■ Records supplied

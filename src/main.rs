mod cli;

use motionphoto::{
    config::{self, MetadataSourceKind},
    encode_file, extract_file, verify_file, EncodeOptions,
};
use motionphoto_av::{check_tools, ExiftoolDump, FfmpegFrameExtractor, MetadataSource};
use motionphoto_container::ValidationReport;

use anyhow::Result;
use clap::Parser;
use cli::{Cli, Commands};
use std::path::Path;
use std::time::Duration;

fn main() -> Result<()> {
    let cli = Cli::parse();

    // Respect RUST_LOG env var if set, otherwise use defaults based on verbose flag
    let env_filter = std::env::var("RUST_LOG").unwrap_or_else(|_| {
        if cli.verbose {
            "motionphoto=trace,motionphoto_av=trace,motionphoto_container=trace".to_string()
        } else {
            "motionphoto=info,motionphoto_av=info,motionphoto_container=info".to_string()
        }
    });

    tracing_subscriber::fmt()
        .with_env_filter(&env_filter)
        .with_writer(std::io::stderr)
        .init();

    match cli.command {
        Commands::Encode {
            video,
            output,
            timestamp_ms,
        } => encode(&video, output.as_deref(), timestamp_ms, cli.config.as_deref()),
        Commands::Verify {
            file,
            json,
            exiftool,
        } => verify(&file, json, exiftool, cli.config.as_deref()),
        Commands::Extract { file, image, video } => {
            extract(&file, image.as_deref(), video.as_deref())
        }
        Commands::CheckTools => check_tools_cmd(),
        Commands::Validate {
            config: config_path,
        } => {
            let path = config_path.or(cli.config);
            validate_config(path.as_deref())
        }
        Commands::Version => {
            println!("motionphoto {}", env!("CARGO_PKG_VERSION"));
            Ok(())
        }
    }
}

fn encode(
    video: &Path,
    output: Option<&Path>,
    timestamp_ms: Option<u64>,
    config_path: Option<&Path>,
) -> Result<()> {
    let config = config::load_config_or_default(config_path)?;

    if !video.exists() {
        anyhow::bail!("Video file does not exist: {:?}", video);
    }

    let mut options = EncodeOptions::from_config(&config.encode);
    if let Some(ms) = timestamp_ms {
        options.frame_timestamp = Duration::from_millis(ms);
    }

    let extractor = FfmpegFrameExtractor::with_config(config.tools.ffmpeg_path.as_deref())?
        .timeout(Duration::from_secs(config.tools.timeout_secs));

    let outcome = encode_file(&extractor, video, output, &options)?;

    println!("Created {}", outcome.output.display());
    println!("  Primary image: {} bytes", outcome.primary_length);
    println!("  Video:         {} bytes", outcome.video_length);
    println!(
        "  Total:         {} bytes",
        outcome.primary_length + outcome.video_length
    );

    Ok(())
}

fn verify(file: &Path, json: bool, exiftool: bool, config_path: Option<&Path>) -> Result<()> {
    let config = config::load_config_or_default(config_path)?;

    let use_exiftool = exiftool || config.verify.metadata_source == MetadataSourceKind::Exiftool;
    let dump = if use_exiftool {
        Some(
            ExiftoolDump::with_config(config.tools.exiftool_path.as_deref())?
                .timeout(Duration::from_secs(config.tools.timeout_secs)),
        )
    } else {
        None
    };

    let report = verify_file(file, dump.as_ref().map(|d| d as &dyn MetadataSource))?;

    if json {
        println!("{}", serde_json::to_string_pretty(&report)?);
    } else {
        print_report(&report);
    }

    if !report.passed() {
        std::process::exit(1);
    }
    Ok(())
}

fn print_report(report: &ValidationReport) {
    println!("File: {} ({} bytes)\n", report.file_name, report.file_size);

    for check in &report.checks {
        let status = if check.passed { "✓" } else { "✗" };
        println!("{} {:<20} {}", status, check.name, check.detail);
    }

    for note in &report.notes {
        println!("  note: {}", note);
    }

    println!();
    let failed = report.failures().count();
    if failed == 0 {
        println!("Valid Motion Photo: all {} checks passed", report.checks.len());
    } else {
        println!(
            "Not a valid Motion Photo: {} of {} checks failed",
            failed,
            report.checks.len()
        );
    }
}

fn extract(file: &Path, image: Option<&Path>, video: Option<&Path>) -> Result<()> {
    if !file.exists() {
        anyhow::bail!("File does not exist: {:?}", file);
    }

    let outcome = extract_file(file, image, video)?;

    println!("Primary image: {} bytes", outcome.primary_length);
    println!("Video:         {} bytes", outcome.video_length);
    if let Some(path) = &outcome.image {
        println!("Wrote image to {}", path.display());
    }
    if let Some(path) = &outcome.video {
        println!("Wrote video to {}", path.display());
    }

    Ok(())
}

fn check_tools_cmd() -> Result<()> {
    println!("Checking external tools...\n");

    let tools = check_tools();
    let mut all_ok = true;

    for tool in &tools {
        let status = if tool.available {
            "✓"
        } else {
            all_ok = false;
            "✗"
        };

        print!("{} {}", status, tool.name);

        if let Some(ref version) = tool.version {
            print!(" ({})", version);
        }

        if let Some(ref path) = tool.path {
            print!(" - {}", path.display());
        }

        println!();
    }

    println!();
    if all_ok {
        println!("All required tools are available!");
    } else {
        println!("Some tools are missing. ffmpeg is needed to encode, exiftool only for verify --exiftool.");
    }

    Ok(())
}

fn validate_config(path: Option<&Path>) -> Result<()> {
    let config = match path {
        Some(p) => {
            println!("Validating config: {:?}", p);
            let config = config::load_config(p)?;
            println!("✓ Configuration is valid");
            config
        }
        None => {
            println!("No config file specified, using defaults");
            config::Config::default()
        }
    };

    println!("  Frame timestamp: {} ms", config.encode.frame_timestamp_ms);
    println!("  Output suffix: {}", config.encode.output_suffix);
    println!("  Max sizing attempts: {}", config.encode.max_sizing_attempts);
    println!("  Metadata source: {:?}", config.verify.metadata_source);
    println!("  Tool timeout: {} s", config.tools.timeout_secs);

    Ok(())
}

■ Requirement
Reply with the lines from the first line of the entries through the line that contains "on verbose flag", repeated exactly with both ends kept, and with nothing else.

■ Response
filename src/main.rs
mod cli;

use motionphoto::{
    config::{self, MetadataSourceKind},
    encode_file, extract_file, verify_file, EncodeOptions,
};
use motionphoto_av::{check_tools, ExiftoolDump, FfmpegFrameExtractor, MetadataSource};
use motionphoto_container::ValidationReport;

use anyhow::Result;
use clap::Parser;
use cli::{Cli, Commands};
use std::path::Path;
use std::time::Duration;

fn main() -> Result<()> {
    let cli = Cli::parse();

    // Respect RUST_LOG env var if set, otherwise use defaults based on verbose flag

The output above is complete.